Skip site navigation (1)Skip section navigation (2)
Date:      Wed, 28 Nov 2012 11:37:44 -0600
From:      Alan Cox <alc@rice.edu>
To:        Andre Oppermann <andre@FreeBSD.org>
Cc:        svn-src-head@freebsd.org, svn-src-all@freebsd.org, src-committers@freebsd.org
Subject:   Re: svn commit: r243631 - in head/sys: kern sys
Message-ID:  <50B64BE8.3040708@rice.edu>
In-Reply-To: <201211272119.qARLJxXV061083@svn.freebsd.org>
References:  <201211272119.qARLJxXV061083@svn.freebsd.org>

next in thread | previous in thread | raw e-mail | index | archive | help
I'm pretty sure that the "realmem" calculation is going to overflow on
i386/PAE, where the number of bytes of physical memory is greater than
the type long can represent.

On 11/27/2012 15:19, Andre Oppermann wrote:
> Author: andre
> Date: Tue Nov 27 21:19:58 2012
> New Revision: 243631
> URL: http://svnweb.freebsd.org/changeset/base/243631
>
> Log:
>   Base the mbuf related limits on the available physical memory or
>   kernel memory, whichever is lower.  The overall mbuf related memory
>   limit must be set so that mbufs (and clusters of various sizes)

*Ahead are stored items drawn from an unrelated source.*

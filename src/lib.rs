//! HTTP API server shell with a normalized JSON error pipeline.
//!
//! Every failure a client can observe goes through the same three stages:
//! an unmatched route becomes a 404, any raised error is converted into a
//! normalized [`ApiError`], and the terminal handler renders it as
//!
//! ```text
//! { "status": "error" | "fail", "code": 404, "message": "...", "stack"?: "..." }
//! ```
//!
//! In production mode unexpected faults are masked as a generic 500; in
//! development mode the stack trace is included and the error is logged.
//!
//! # Modules
//!
//! - [`config`]: Configuration loading from environment
//! - [`error`]: Error types and the conversion stage
//! - [`api`]: Route registration, handlers and the error pipeline
//! - [`metrics`]: Prometheus metrics
//! - [`server`]: Server assembly and lifecycle

pub mod api;
pub mod config;
pub mod error;
pub mod metrics;
pub mod server;

pub use config::{Config, Mode};
pub use error::{convert_error, ApiError, AppError};
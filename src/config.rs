//! Application configuration loaded from environment variables.

use std::net::{IpAddr, SocketAddr};

use serde::Deserialize;
use strum::{Display, EnumString};

/// Runtime mode, controls how much error detail reaches clients.
#[derive(Debug, Clone, Copy, PartialEq, Eq, Default, Deserialize, Display, EnumString)]
#[serde(rename_all = "lowercase")]
#[strum(serialize_all = "lowercase", ascii_case_insensitive)]
pub enum Mode {
    /// Full error detail: stack traces in responses, errors logged.
    #[serde(alias = "dev")]
    #[strum(to_string = "development", serialize = "dev")]
    Development,
    /// Unexpected faults are masked as a generic 500.
    #[default]
    #[serde(alias = "prod")]
    #[strum(to_string = "production", serialize = "prod")]
    Production,
    /// Neither masking nor stack traces.
    Test,
}

impl Mode {
    /// Whether stack traces are exposed and errors reported.
    pub fn is_development(self) -> bool {
        self == Mode::Development
    }

    /// Whether non-operational errors are masked.
    pub fn is_production(self) -> bool {
        self == Mode::Production
    }
}

/// Application configuration loaded from environment variables.
#[derive(Debug, Clone, Deserialize)]
pub struct Config {
    // === Runtime ===
    /// Runtime mode (development, production, test).
    #[serde(default)]
    pub app_env: Mode,

    // === Server Configuration ===
    /// Interface to bind.
    #[serde(default = "default_host")]
    pub host: String,

    /// HTTP server port.
    #[serde(default = "default_port")]
    pub port: u16,

    // === Logging ===
    /// Log level (trace, debug, info, warn, error).
    #[serde(default = "default_log_level")]
    pub rust_log: String,

    /// Emit logs as JSON lines.
    #[serde(default)]
    pub log_json: bool,
}

fn default_host() -> String {
    "0.0.0.0".to_string()
}

fn default_port() -> u16 {
    8080
}

fn default_log_level() -> String {
    "info".to_string()
}

impl Default for Config {
    fn default() -> Self {
        Self {
            app_env: Mode::default(),
            host: default_host(),
            port: default_port(),
            rust_log: default_log_level(),
            log_json: false,
        }
    }
}

impl Config {
    /// Load configuration from environment, reading .env file first.
    pub fn load() -> Result<Self, envy::Error> {
        dotenvy::dotenv().ok();
        envy::from_env()
    }

    /// Check if the configuration is valid.
    pub fn validate(&self) -> Result<(), String> {
        if self.port == 0 {
            return Err("PORT must be non-zero".to_string());
        }

        if self.host.parse::<IpAddr>().is_err() {
            return Err(format!("HOST is not an IP address: {}", self.host));
        }

        Ok(())
    }

    /// Socket address the server binds to.
    pub fn listen_addr(&self) -> Result<SocketAddr, String> {
        let ip: IpAddr = self
            .host
            .parse()
            .map_err(|_| format!("HOST is not an IP address: {}", self.host))?;
        Ok(SocketAddr::new(ip, self.port))
    }
}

>   can't exhaust physical RAM or KVM.
>   
>   The limit is set to half of the physical RAM or KVM (whichever is
>   lower) as the baseline.  In any normal scenario we want to leave
>   at least half of the physmem/kvm for other kernel functions and
>   userspace to prevent it from swapping too easily.  Via a tunable
>   kern.maxmbufmem the limit can be upped to at most 3/4 of physmem/kvm.
>   
>   At the same time divorce maxfiles from maxusers and set maxfiles to
>   physpages / 8 with a floor based on maxusers.  This way busy servers
>   can make use of the significantly increased mbuf limits with a much
>   larger number of open sockets.
>   
>   Tidy up ordering in init_param2() and check up on some users of
>   those values calculated here.
>   
>   Out of the overall mbuf memory limit 2K clusters and 4K (page size)

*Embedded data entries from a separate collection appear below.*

//! Key-value store contract and the `object_store` backed adapter.
//!
//! The deletion engine and garbage collector only need four primitives:
//! enumerate, get, put and an idempotent delete. Backend specifics (filesystem,
//! S3, in-memory) stay behind [`ObjectStoreAdapter`], which also owns the retry
//! policy for transient failures.

use std::future::Future;
use std::sync::Arc;

use async_trait::async_trait;
use bytes::Bytes;
use common::config::RetryConfig;
use object_store::ObjectStore;
use object_store::path::Path as ObjectPath;
use thiserror::Error;
use tokio_stream::StreamExt;

#[derive(Error, Debug)]
pub enum StoreError {
    #[error("key not found: {key}")]
    NotFound { key: String },

    #[error("invalid key '{key}': {message}")]
    InvalidKey { key: String, message: String },

    #[error("{operation} failed for '{target}': {source}")]
    Backend {
        operation: &'static str,
        target: String,
        transient: bool,
        #[source]
        source: Box<dyn std::error::Error + Send + Sync>,
    },
}

impl StoreError {
    pub fn backend(
        operation: &'static str,
        target: impl Into<String>,
        source: impl std::error::Error + Send + Sync + 'static,
    ) -> Self {
        Self::Backend {
            operation,
            target: target.into(),
            transient: true,
            source: Box::new(source),
        }
    }

    pub fn is_not_found(&self) -> bool {
        matches!(self, Self::NotFound { .. })
    }

    /// Whether repeating the call may succeed.
    pub fn is_retryable(&self) -> bool {
        matches!(
            self,
            Self::Backend {
                transient: true,
                ..
            }
        )
    }
}

/// Flat, prefix-addressable key-value store.
#[async_trait]
pub trait KeyValueStore: Send + Sync + 'static {
    /// Enumerates keys.
    ///
    /// With `Some(prefix)` only keys starting with `prefix` are returned; the
    /// prefix is expected to end with `/`. `None` enumerates the whole store.
    /// Order is unspecified.
    async fn keys(&self, prefix: Option<&str>) -> Result<Vec<String>, StoreError>;

    /// Returns `StoreError::NotFound` if the key is absent.
    async fn get(&self, key: &str) -> Result<Bytes, StoreError>;

    async fn put(&self, key: &str, data: Bytes) -> Result<(), StoreError>;

    /// Removes a key. Succeeds when the key is already absent.
    async fn delete(&self, key: &str) -> Result<(), StoreError>;

    async fn exists(&self, key: &str) -> Result<bool, StoreError> {
        match self.get(key).await {
            Ok(_) => Ok(true),
            Err(e) if e.is_not_found() => Ok(false),
            Err(e) => Err(e),
        }
    }
}

/// [`KeyValueStore`] over any `object_store` backend.
#[derive(Debug, Clone)]
pub struct ObjectStoreAdapter {
    inner: Arc<dyn ObjectStore>,
    retry: RetryConfig,
}

impl ObjectStoreAdapter {
    pub fn new(inner: Arc<dyn ObjectStore>) -> Self {
        Self {
            inner,
            retry: RetryConfig::default(),
        }
    }

    pub fn with_retry(mut self, retry: RetryConfig) -> Self {
        self.retry = retry;
        self
    }

    pub fn retry_config(&self) -> &RetryConfig {
        &self.retry
    }

    pub fn object_store(&self) -> &Arc<dyn ObjectStore> {
        &self.inner
    }

    /// Runs `call` until it succeeds, fails permanently, or attempts run out.
    async fn retrying<T, F, Fut>(
        &self,
        operation: &'static str,
        target: &str,
        mut call: F,
    ) -> Result<T, StoreError>
    where
        F: FnMut() -> Fut,
        Fut: Future<Output = Result<T, StoreError>>,
    {
        let max_attempts = self.retry.max_attempts.max(1);
        let mut delay = self.retry.initial_delay;
        let mut attempt = 1;

        loop {
            match call().await {
                Err(e) if e.is_retryable() && attempt < max_attempts => {
                    tracing::warn!(
                        operation,
                        target,
                        attempt,
                        max_attempts,
                        delay_ms = delay.as_millis() as u64,
                        error = %e,
                        "Transient store failure, retrying"
                    );
                    tokio::time::sleep(delay).await;
                    delay = std::time::Duration::try_from_secs_f64(
                        delay.as_secs_f64() * self.retry.backoff_multiplier,
                    )
                    .map_or(self.retry.max_delay, |next| next.min(self.retry.max_delay));
                    attempt += 1;
                }
                result => return result,
            }
        }
    }
}

fn parse_key(key: &str) -> Result<ObjectPath, StoreError> {
    ObjectPath::parse(key).map_err(|e| StoreError::InvalidKey {
        key: key.to_string(),
        message: e.to_string(),
    })
}

fn is_transient(err: &object_store::Error) -> bool {
    !matches!(
        err,
        object_store::Error::InvalidPath { .. }
            | object_store::Error::NotSupported { .. }
            | object_store::Error::NotImplemented { .. }
            | object_store::Error::PermissionDenied { .. }
            | object_store::Error::Unauthenticated { .. }
            | object_store::Error::UnknownConfigurationKey { .. }
    )
}

fn map_error(operation: &'static str, key: &str, err: object_store::Error) -> StoreError {
    match err {
        object_store::Error::NotFound { .. } => StoreError::NotFound {
            key: key.to_string(),
        },
        other => StoreError::Backend {
            operation,
            target: key.to_string(),
            transient: is_transient(&other),
            source: Box::new(other),
        },
    }
}

#[async_trait]
impl KeyValueStore for ObjectStoreAdapter {
    async fn keys(&self, prefix: Option<&str>) -> Result<Vec<String>, StoreError> {
        let target = prefix.unwrap_or("");
        let location = match prefix.map(|p| p.trim_end_matches('/')) {
            Some(p) if !p.is_empty() => Some(parse_key(p)?),
            _ => None,
        };
        let location = location.as_ref();

        self.retrying("list", target, || async move {
            let mut stream = self.inner.list(location);
            let mut keys = Vec::new();

            while let Some(item) = stream.next().await {
                match item {
                    Ok(meta) => {
                        let key = meta.location.to_string();
                        if key.starts_with(target) {
                            keys.push(key);
                        }
                    }
                    // Entries removed while listing
                    Err(object_store::Error::NotFound { .. }) => continue,
                    Err(e) => return Err(map_error("list", target, e)),
                }
            }

            Ok(keys)
        })
        .await
    }

    async fn get(&self, key: &str) -> Result<Bytes, StoreError> {
        let location = parse_key(key)?;
        let location = &location;

        self.retrying("get", key, || async move {
            let result = self
                .inner
                .get(location)
                .await
                .map_err(|e| map_error("get", key, e))?;
            result.bytes().await.map_err(|e| map_error("get", key, e))
        })
        .await
    }

    async fn put(&self, key: &str, data: Bytes) -> Result<(), StoreError> {
        let location = parse_key(key)?;
        let location = &location;

        self.retrying("put", key, || {
            let payload = data.clone();
            async move {
                self.inner
                    .put(location, payload.into())
                    .await
                    .map(|_| ())
                    .map_err(|e| map_error("put", key, e))
            }
        })
        .await
    }

    async fn delete(&self, key: &str) -> Result<(), StoreError> {
        let location = parse_key(key)?;
        let location = &location;

        self.retrying("delete", key, || async move {
            match self.inner.delete(location).await {
                Ok(()) => Ok(()),
                // LocalFileSystem reports missing files; absence is the goal
                Err(object_store::Error::NotFound { .. }) => Ok(()),
                Err(e) => Err(map_error("delete", key, e)),
            }
        })
        .await
    }

    async fn exists(&self, key: &str) -> Result<bool, StoreError> {
        let location = parse_key(key)?;
        let location = &location;

        self.retrying("head", key, || async move {
            match self.inner.head(location).await {
                Ok(_) => Ok(true),
                Err(object_store::Error::NotFound { .. }) => Ok(false),
                Err(e) => Err(map_error("head", key, e)),
            }
        })
        .await
    }
}
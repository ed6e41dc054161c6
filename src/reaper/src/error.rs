use std::fmt;

use thiserror::Error;

use crate::catalog::CatalogError;
use crate::store::StoreError;

/// Why a single key could not be confirmed absent.
#[derive(Debug, Clone, Copy, PartialEq, Eq)]
pub enum FailureKind {
    /// The delete call itself failed after the adapter's retries.
    DeleteFailed,
    /// The delete call succeeded but the key is still enumerated.
    Inconsistency,
}

impl fmt::Display for FailureKind {
    fn fmt(&self, f: &mut fmt::Formatter<'_>) -> fmt::Result {
        match self {
            Self::DeleteFailed => f.write_str("delete failed"),
            Self::Inconsistency => f.write_str("still present after delete"),
        }
    }
}

#[derive(Debug, Clone, PartialEq, Eq)]
pub struct KeyFailure {
    pub key: String,
    pub kind: FailureKind,
    pub message: String,
}

impl KeyFailure {
    pub fn delete_failed(key: impl Into<String>, error: &StoreError) -> Self {
        Self {
            key: key.into(),
            kind: FailureKind::DeleteFailed,
            message: error.to_string(),
        }
    }

    pub fn inconsistency(key: impl Into<String>) -> Self {
        Self {
            key: key.into(),
            kind: FailureKind::Inconsistency,
            message: "key is still enumerated after a successful delete".to_string(),
        }
    }
}

impl fmt::Display for KeyFailure {
    fn fmt(&self, f: &mut fmt::Formatter<'_>) -> fmt::Result {
        write!(f, "{} ({}): {}", self.key, self.kind, self.message)
    }
}

/// Some keys of a dataset could not be removed; everything else was.
#[derive(Debug, Clone, PartialEq, Eq)]
pub struct PartialFailure {
    pub dataset_id: String,
    /// Keys confirmed deleted before the failures were collected.
    pub deleted: Vec<String>,
    pub failures: Vec<KeyFailure>,
}

impl PartialFailure {
    pub fn failed_keys(&self) -> impl Iterator<Item = &str> {
        self.failures.iter().map(|f| f.key.as_str())
    }

    pub fn inconsistencies(&self) -> usize {
        self.failures
            .iter()
            .filter(|f| f.kind == FailureKind::Inconsistency)
            .count()
    }

    pub fn has_inconsistencies(&self) -> bool {
        self.inconsistencies() > 0
    }
}

impl fmt::Display for PartialFailure {
    fn fmt(&self, f: &mut fmt::Formatter<'_>) -> fmt::Result {
        write!(
            f,
            "{} of {} keys of dataset '{}' could not be removed",
            self.failures.len(),
            self.failures.len() + self.deleted.len(),
            self.dataset_id
        )?;
        for failure in &self.failures {
            write!(f, "; {failure}")?;
        }
        Ok(())
    }
}

impl std::error::Error for PartialFailure {}

#[derive(Error, Debug)]
pub enum SweepError {
    #[error("failed to enumerate keys of dataset '{dataset_id}': {source}")]
    Enumerate {
        dataset_id: String,
        #[source]
        source: StoreError,
    },

    #[error("failed to read catalog for dataset '{dataset_id}': {source}")]
    Catalog {
        dataset_id: String,
        #[source]
        source: CatalogError,
    },

    #[error(transparent)]
    PartialFailure(#[from] PartialFailure),

    /// Every delete was acknowledged but the namespace could not be listed
    /// again to confirm the keys are gone.
    #[error(
        "deleted {} keys of dataset '{dataset_id}' but could not verify their absence: {source}",
        .deleted.len()
    )]
    Unverified {
        dataset_id: String,
        deleted: Vec<String>,
        #[source]
        source: StoreError,
    },
}

impl SweepError {
    pub fn partial_failure(&self) -> Option<&PartialFailure> {
        match self {
            Self::PartialFailure(failure) => Some(failure),
            _ => None,
        }
    }

    /// Keys acknowledged deleted before the error, if any were attempted.
    pub fn deleted_keys(&self) -> &[String] {
        match self {
            Self::PartialFailure(failure) => &failure.deleted,
            Self::Unverified { deleted, .. } => deleted,
            _ => &[],
        }
    }

    pub fn inconsistencies(&self) -> usize {
        self.partial_failure()
            .map_or(0, PartialFailure::inconsistencies)
    }
}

>   clusters to get 1/4 each because these are the most heavily used mbuf
>   sizes.  2K clusters are used for MTU 1500 ethernet inbound packets.

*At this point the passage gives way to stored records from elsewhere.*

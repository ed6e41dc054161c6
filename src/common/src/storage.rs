//! Opening the object store that holds the datasets.
//!
//! A storage DSN names one of three backends:
//!
//! - `memory://`, a process-local store
//! - `file:///path`, a directory (`file:///.data/x` is relative to the working directory)
//! - `s3://[access_key:secret_key@]host[:port]/bucket`
//!
//! Retries are owned by the reaper's store adapter, which retries every call
//! with the configured backoff. Backends are therefore built to make a single
//! attempt per request.

use std::path::PathBuf;
use std::sync::Arc;

use anyhow::{Context, Result, anyhow, bail};
use object_store::aws::AmazonS3Builder;
use object_store::local::LocalFileSystem;
use object_store::memory::InMemory;
use object_store::{ObjectStore, RetryConfig};
use url::Url;

use crate::config::StorageConfig;

/// Parsed storage DSN.
#[derive(Debug, Clone, PartialEq, Eq)]
pub enum StorageDsn {
    Memory,
    File(PathBuf),
    S3(S3Location),
}

#[derive(Debug, Clone, PartialEq, Eq)]
pub struct S3Location {
    pub bucket: String,
    /// Set for S3-compatible services; `None` means AWS itself.
    pub endpoint: Option<String>,
    pub access_key: Option<String>,
    pub secret_key: Option<String>,
}

impl StorageDsn {
    pub fn parse(dsn: &str) -> Result<Self> {
        let url = Url::parse(dsn).with_context(|| format!("Invalid storage DSN '{dsn}'"))?;

        match url.scheme() {
            "memory" => Ok(Self::Memory),
            "file" => {
                let path = url.path();
                if path.is_empty() || path == "/" {
                    bail!("File DSN must specify a path: file:///path/to/datasets");
                }
                let path = match path.strip_prefix("/.") {
                    Some(relative) => PathBuf::from(format!(".{relative}")),
                    None => PathBuf::from(path),
                };
                Ok(Self::File(path))
            }
            "s3" => S3Location::from_url(&url).map(Self::S3),
            scheme => Err(anyhow!(
                "Unsupported storage scheme: {scheme}. Supported: file, memory, s3"
            )),
        }
    }

    /// Open the store this DSN names, creating a missing `file://` root.
    pub fn open(&self) -> Result<Arc<dyn ObjectStore>> {
        match self {
            Self::Memory => Ok(Arc::new(InMemory::new())),
            Self::File(path) => {
                // LocalFileSystem canonicalizes its root
                std::fs::create_dir_all(path).with_context(|| {
                    format!("Failed to create storage directory {}", path.display())
                })?;
                Ok(Arc::new(LocalFileSystem::new_with_prefix(path)?))
            }
            Self::S3(location) => Ok(Arc::new(location.builder().build()?)),
        }
    }
}

impl S3Location {
    fn from_url(url: &Url) -> Result<Self> {
        let host = url
            .host_str()
            .ok_or_else(|| anyhow!("Missing S3 host in DSN"))?;
        let bucket = url.path().trim_matches('/');
        if bucket.is_empty() {
            bail!("S3 DSN must specify a bucket: s3://host/bucket");
        }

        let endpoint = (!host.ends_with("amazonaws.com")).then(|| {
            let scheme = if url.port() == Some(443) { "https" } else { "http" };
            match url.port() {
                Some(port) => format!("{scheme}://{host}:{port}"),
                None => format!("{scheme}://{host}"),
            }
        });
        let access_key = Some(url.username()).filter(|key| !key.is_empty());

        Ok(Self {
            bucket: bucket.to_string(),
            endpoint,
            access_key: access_key.map(str::to_string),
            secret_key: access_key.map(|_| url.password().unwrap_or_default().to_string()),
        })
    }

    /// Builder seeded from the `AWS_*` environment; DSN credentials win.
    fn builder(&self) -> AmazonS3Builder {
        let mut builder = AmazonS3Builder::from_env()
            .with_bucket_name(&self.bucket)
            .with_retry(RetryConfig {
                max_retries: 0,
                ..RetryConfig::default()
            });

        if let (Some(access_key), Some(secret_key)) = (&self.access_key, &self.secret_key) {
            builder = builder
                .with_access_key_id(access_key)
                .with_secret_access_key(secret_key);
        }

        if let Some(endpoint) = &self.endpoint {
            builder = builder
                .with_endpoint(endpoint)
                .with_allow_http(true)
                .with_virtual_hosted_style_request(false);
        }
        builder
    }
}

/// Open the object store configured for the datasets.
pub fn create_object_store(storage: &StorageConfig) -> Result<Arc<dyn ObjectStore>> {
    StorageDsn::parse(&storage.dsn)?.open()
}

>   4K clusters are used whenever possible for sends on sockets and thus
>   outbound packets.  The larger cluster sizes of 9K and 16K are limited
>   to 1/6 of the overall mbuf memory limit.  When jumbo MTU's are used
>   these large clusters will end up only on the inbound path.  They are
>   not used on outbound, there it's still 4K.  Yes, that will stay that
>   way because otherwise we run into lots of complications in the
>   stack.  And it really isn't a problem, so don't make a scene.
>   
>   Normal mbufs (256B) weren't limited at all previously.  This was
>   problematic as there are certain places in the kernel that on
>   allocation failure of clusters try to piece together their packet
>   from smaller mbufs.
>   
>   The mbuf limit is the number of all other mbuf sizes together plus
>   some more to allow for standalone mbufs (ACK for example) and to
>   send off a copy of a cluster.  Unfortunately there isn't a way to
>   set an overall limit for all mbuf memory together as UMA doesn't
>   support such a limiting.
>   
>   NB: Every cluster also has an mbuf associated with it.
>   
>   Two examples on the revised mbuf sizing limits:
>   
>   1GB KVM:
>    512MB limit for mbufs
>    419,430 mbufs
>     65,536 2K mbuf clusters
>     32,768 4K mbuf clusters
>      9,709 9K mbuf clusters
>      5,461 16K mbuf clusters
>   
>   16GB RAM:
>    8GB limit for mbufs
>    33,554,432 mbufs
>     1,048,576 2K mbuf clusters
>       524,288 4K mbuf clusters
>       155,344 9K mbuf clusters
>        87,381 16K mbuf clusters
>   
>   These defaults should be sufficient for even the most demanding
>   network loads.
>   
>   MFC after:	1 month
>
> Modified:
>   head/sys/kern/kern_mbuf.c
>   head/sys/kern/subr_param.c
>   head/sys/kern/uipc_socket.c
>   head/sys/sys/eventhandler.h
>   head/sys/sys/mbuf.h
>
> Modified: head/sys/kern/kern_mbuf.c
> ==============================================================================
> --- head/sys/kern/kern_mbuf.c	Tue Nov 27 20:22:36 2012	(r243630)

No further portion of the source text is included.